Христианские праздники в нашем доме всегда отмечались и были истинным украшением нашего детства. Разумеется, мы, дети, не очень-то держали во внимании религиозную суть праздника, просто праздник нравился сам по себе. Праздник – это радость, обновки, вкусное угощение, особая доброта взрослых и, вообще, на празднике было всегда хорошо и красиво.
Окончательный разгром религии произошел к началу тридцатых годов. А до этого у нас в городе в некоторых церквях шли службы и люди могли ходить на молитву. В. И. Ленин еще в начале 1920-х годов приказывал грабить церкви и убивать священников, и мне не понятно, почему не расстреляли священника нашей церкви Рождества Пресвятой Богородицы. Этот батюшка приходил к нам то ли Христа славить, то ли еще в какой-то другой праздник. Он молился, размахивал кадилом, помню, что мне он подставлял свою руку и крест, чтобы я приложился. Рука у батюшки была веснушчатая, а крест золотой, на батюшке была надета золотая риза. Одетый во что-то темное, дьячок стоял у двери.
Изо всех праздников я больше всего любил Пасху. Случается, когда Пасха бывает ранней весной, когда еще лежит снег и очень холодно, но часто Пасха приходит на такое время, когда весна уже в полном разгаре, и все начинает зеленеть и цвести. Такую Пасху я и запомнил: до нее стоял холод, на улице было грязно, земля не просохла, а вот пришла Пасха, и стало все по-другому, зазеленела трава, на улице просохли стежки, защебетали птицы, и солнце поднималось высоко над крышами домов. Словом, праздник Пасхи и весна часто приходили в одно и то же время.
К Пасхе мама готовилась особенно ревностно, всем нам шила обновки, проводила в доме генеральную уборку, стирала, гладила, стряпала, пекла. Уборка дома начиналась с того, что отец выставлял из окон вторые рамы и уносил их на чердак. Мама начинала то действие, которое тогда у нас называлось «мыть хату».
– Федоровна, – спрашивала какая-нибудь соседка, – ты когда хату мыть будешь?
– Бог даст, начну в среду, а то за один четверг не управлюсь, – отвечала мама.

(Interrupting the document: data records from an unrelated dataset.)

use chrono::Utc;
use mongodb::bson::oid::ObjectId;
use serde::{Deserialize, Serialize};
use utoipa::ToSchema;
use validator::Validate;

/// 候补名单成员模型
#[derive(Debug, Clone, Serialize, Deserialize, Validate, ToSchema)]
pub struct WaitlistMember {
    /// MongoDB文档ID
    #[serde(rename = "_id", skip_serializing_if = "Option::is_none")]
    #[schema(value_type = Option<String>)]
    pub id: Option<ObjectId>,
    /// Twitter用户ID（唯一身份键，所有查询和更新都以它为准）
    pub twitter_id: String,
    /// Twitter用户名（展示用，不作为查询键）
    pub handle: String,
    /// 显示名称
    pub display_name: String,
    /// 头像地址
    pub avatar_url: String,
    /// 粉丝数
    #[serde(with = "mongodb::bson::serde_helpers::u64_as_f64")]
    pub follower_count: u64,
    /// 是否为认证账号
    pub is_verified: bool,
    /// 绑定的钱包地址（未填写时为空）
    #[serde(skip_serializing_if = "Option::is_none")]
    pub wallet_address: Option<String>,
    /// 邀请码（4-8位小写字母数字，唯一）
    #[validate(length(min = 4, max = 8))]
    pub referral_code: String,
    /// 邀请人的twitter_id，写入后不再变更
    #[serde(skip_serializing_if = "Option::is_none")]
    pub referred_by: Option<String>,
    /// 注册时间戳
    #[serde(with = "mongodb::bson::serde_helpers::u64_as_f64")]
    pub created_at: u64,
}

/// 归一化后的身份快照，每次登录时从身份提供方拉取
#[derive(Debug, Clone, PartialEq, Eq, Serialize, Deserialize)]
pub struct MemberProfile {
    pub twitter_id: String,
    pub handle: String,
    pub display_name: String,
    pub avatar_url: String,
    pub follower_count: u64,
    pub is_verified: bool,
}

impl WaitlistMember {
    /// 由身份快照和已生成的邀请码构建新成员
    pub fn from_profile(profile: &MemberProfile, referral_code: &str) -> Self {
        Self {
            id: None,
            twitter_id: profile.twitter_id.clone(),
            handle: profile.handle.clone(),
            display_name: profile.display_name.clone(),
            avatar_url: profile.avatar_url.clone(),
            follower_count: profile.follower_count,
            is_verified: profile.is_verified,
            wallet_address: None,
            referral_code: referral_code.to_string(),
            referred_by: None,
            created_at: Utc::now().timestamp() as u64,
        }
    }

    pub fn has_wallet(&self) -> bool {
        self.wallet_address.as_deref().map(|w| !w.is_empty()).unwrap_or(false)
    }
}
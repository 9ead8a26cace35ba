////////////////////////////////////////////////////////////////////////
//
// 1. 每个Domain(Entity)单独一个文件夹
// 2. 每个Domain由两部分组成:
//    - model: 定义Schema
//    - repository: 实际的数据库底层操作
//
//////////////////////////////////////////////////////////////////////

use mongodb::{bson::doc, options::IndexOptions, Client, Collection, IndexModel};
use std::sync::Arc;
use tracing::info;
use utils::{AppConfig, AppResult};

pub mod member;

pub use member::model::{MemberProfile, WaitlistMember};
pub use member::repository::{DynMemberRepository, MemberRepositoryTrait};

#[derive(Clone, Debug)]
pub struct Database {
    pub members: Collection<member::model::WaitlistMember>,
}

impl Database {
    pub async fn new(config: Arc<AppConfig>) -> AppResult<Self> {
        let client = Client::with_uri_str(&config.mongo_uri).await?;
        let db: mongodb::Database = client.database(&config.mongo_db);

        let members = db.collection("WaitlistMember");

        info!("🧱 database({:#}) connected.", &config.mongo_db);

        Ok(Database { members })
    }

    /// 初始化成员集合索引
    pub async fn init_member_indexes(&self) -> AppResult<()> {
        info!("🔧 初始化WaitlistMember数据库索引...");

        let indexes = vec![
            // twitter_id唯一索引 (身份主键)
            IndexModel::builder()
                .keys(doc! { "twitter_id": 1 })
                .options(IndexOptions::builder().unique(true).build())
                .build(),
            // 邀请码唯一索引
            IndexModel::builder()
                .keys(doc! { "referral_code": 1 })
                .options(IndexOptions::builder().unique(true).build())
                .build(),
            // 注册时间索引 (近24小时统计用)
            IndexModel::builder().keys(doc! { "created_at": -1 }).build(),
            // 粉丝数索引 (排行榜排序用)
            IndexModel::builder().keys(doc! { "follower_count": -1 }).build(),
        ];

        self.members.create_indexes(indexes, None).await?;

        info!("✅ WaitlistMember数据库索引初始化完成");
        Ok(())
    }
}
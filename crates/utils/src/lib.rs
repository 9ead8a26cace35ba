pub mod config;
pub mod errors;
pub mod logger;

pub use config::EnvLoader;
pub use config::*;
pub use errors::*;
pub use logger::*;
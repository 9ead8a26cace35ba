use clap::Parser;

#[derive(clap::ValueEnum, Clone, Debug, Copy)]
#[clap(rename_all = "lowercase")]
pub enum CargoEnv {
    Development,
    Production,
}

/// 环境配置加载器
pub struct EnvLoader;

impl EnvLoader {
    /// 根据 CARGO_ENV 加载对应的环境配置文件
    pub fn load_env_file() -> Result<(), Box<dyn std::error::Error>> {
        // 1. 获取环境变量 CARGO_ENV
        let cargo_env = std::env::var("CARGO_ENV").unwrap_or_else(|_| "development".to_string());
        // 2. 构建配置文件路径
        let env_file = match cargo_env.as_str() {
            "production" | "Production" | "prod" => ".env.production",
            "development" | "Development" | "dev" => ".env.development",
            "test" | "Test" => ".env.test",
            _ => {
                println!("⚠️  未知的 CARGO_ENV: {}，使用默认的 .env.development", cargo_env);
                ".env.development"
            }
        };
        // 3. 检查文件是否存在
        if !std::path::Path::new(env_file).exists() {
            eprintln!("⚠️  配置文件 {} 不存在，尝试加载默认的 .env 文件", env_file);
            // 回退到默认的 .env 文件
            if std::path::Path::new(".env").exists() {
                dotenvy::from_filename(".env")?;
                println!("✅ 已加载默认配置文件: .env");
            } else {
                eprintln!("❌ 未找到任何配置文件，使用默认配置");
            }
            return Ok(());
        }

        // 4. 加载指定的环境配置文件
        dotenvy::from_filename(env_file)?;
        println!("✅ 已加载环境配置文件: {} (CARGO_ENV={})", env_file, cargo_env);

        Ok(())
    }
}

#[derive(clap::Parser, Clone)]
pub struct AppConfig {
    #[clap(long, env, value_enum)]
    pub cargo_env: CargoEnv,

    #[clap(long, env, default_value = "0.0.0.0")]
    pub app_host: String,

    #[clap(long, env, default_value = "8000")]
    pub app_port: u16,

    /// 对外公开的站点地址（用于 OAuth 回跳和邀请链接）
    #[clap(long, env, default_value = "http://localhost:3000")]
    pub app_url: String,

    #[clap(long, env, default_value = "mongodb://localhost:27017")]
    pub mongo_uri: String,

    #[clap(long, env)]
    pub mongo_db: String,

    #[clap(long, env, default_value = "info")]
    pub rust_log: String,

    /// Twitter OAuth2 应用凭证
    #[clap(long, env, default_value = "")]
    pub twitter_client_id: String,

    #[clap(long, env, default_value = "")]
    pub twitter_client_secret: String,

    /// OAuth 回调地址，必须与 Twitter 开发者后台配置一致
    #[clap(long, env, default_value = "http://localhost:8000/api/v1/auth/callback")]
    pub twitter_redirect_uri: String,

    /// 排行榜返回的成员数量上限
    #[clap(long, env, default_value = "10")]
    pub leaderboard_limit: i64,
}

impl Default for AppConfig {
    fn default() -> Self {
        EnvLoader::load_env_file().ok();
        AppConfig::parse()
    }
}

impl AppConfig {
    /// 手动创建配置实例（用于测试）
    pub fn new_for_test() -> Self {
        Self {
            cargo_env: CargoEnv::Development,
            app_host: "0.0.0.0".to_string(),
            app_port: 8765,
            app_url: std::env::var("APP_URL").unwrap_or_else(|_| "http://localhost:3000".to_string()),
            mongo_uri: std::env::var("MONGO_URI").unwrap_or_else(|_| "mongodb://localhost:27017".to_string()),
            mongo_db: std::env::var("MONGO_DB").unwrap_or_else(|_| "test_db".to_string()),
            rust_log: "info".to_string(),
            twitter_client_id: std::env::var("TWITTER_CLIENT_ID").unwrap_or_else(|_| "test-client-id".to_string()),
            twitter_client_secret: std::env::var("TWITTER_CLIENT_SECRET").unwrap_or_else(|_| "test-client-secret".to_string()),
            twitter_redirect_uri: std::env::var("TWITTER_REDIRECT_URI")
                .unwrap_or_else(|_| "http://localhost:8765/api/v1/auth/callback".to_string()),
            leaderboard_limit: 10,
        }
    }

    /// 拼接监听地址
    pub fn listen_addr(&self) -> String {
        format!("{}:{}", self.app_host, self.app_port)
    }
}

И вот начинался дым коромыслом. Дом разрушался, все сдвигалось со своих мест, что-то выносили во двор, все подвергалось мытью и чистке. За два дня мама успевала побелить во всех комнатах потолки, а на кухне побелить и стены, и печку, перемыть все скамейки, стулья и двери. Помыть все окна, перетрясти все постели, вымыть полы и расставить все по своим местам. Во всем доме не оставалось ни одного уголка, или чего-нибудь из мебели, не подвергнутого чистке и мытью. Вечером в четверг мама вешала на окна занавески и гардины, перемывала посуду в буфете, ставила тесто для куличей и занималась множеством других предпраздничных дел. Пятница уходила на выпекание пасхальных куличей, крашение яиц и на прочие домашние хлопоты. В пятницу вечером в преображенном доме перед иконами зажинались лампады. Церковной службы не было, даже капличка[3] была закрыта, и мама молилась дома.
Пасха не однажды описана в русской литературе. Особенно хорошо это сделано у Шмелева в его «Лете Господнем». Я не могу и даже не буду пытаться передать то благостное и теплое чувство вхождения в праздник, которое я испытывал в детстве, то мое восприятие праздника и участия в нем. Вроде бы я вот такой маленький, а для меня, как и для всех, создается обстановка присутствия при совершенно необыкновенном и чудесном событии. Осталось в памяти, как нарядный отец в зале христосовался с нами, стоящими в ряд детьми, и раздавал нам крашеные яйца. Потом мы христосовались с мамой.
Я помню, как в одно время в начале тридцатых годов отменили недели, и месяц делился на рабочие пятидневки, четыре дня рабочих – пятый выходной. Люди, сбиваясь со счета, теряли дни надели. Через какое-то время пятидневки заменили шестидневками. Будни и праздники смешались. Мне кажется, что был случай, когда Пасха приходилась на рабочий день.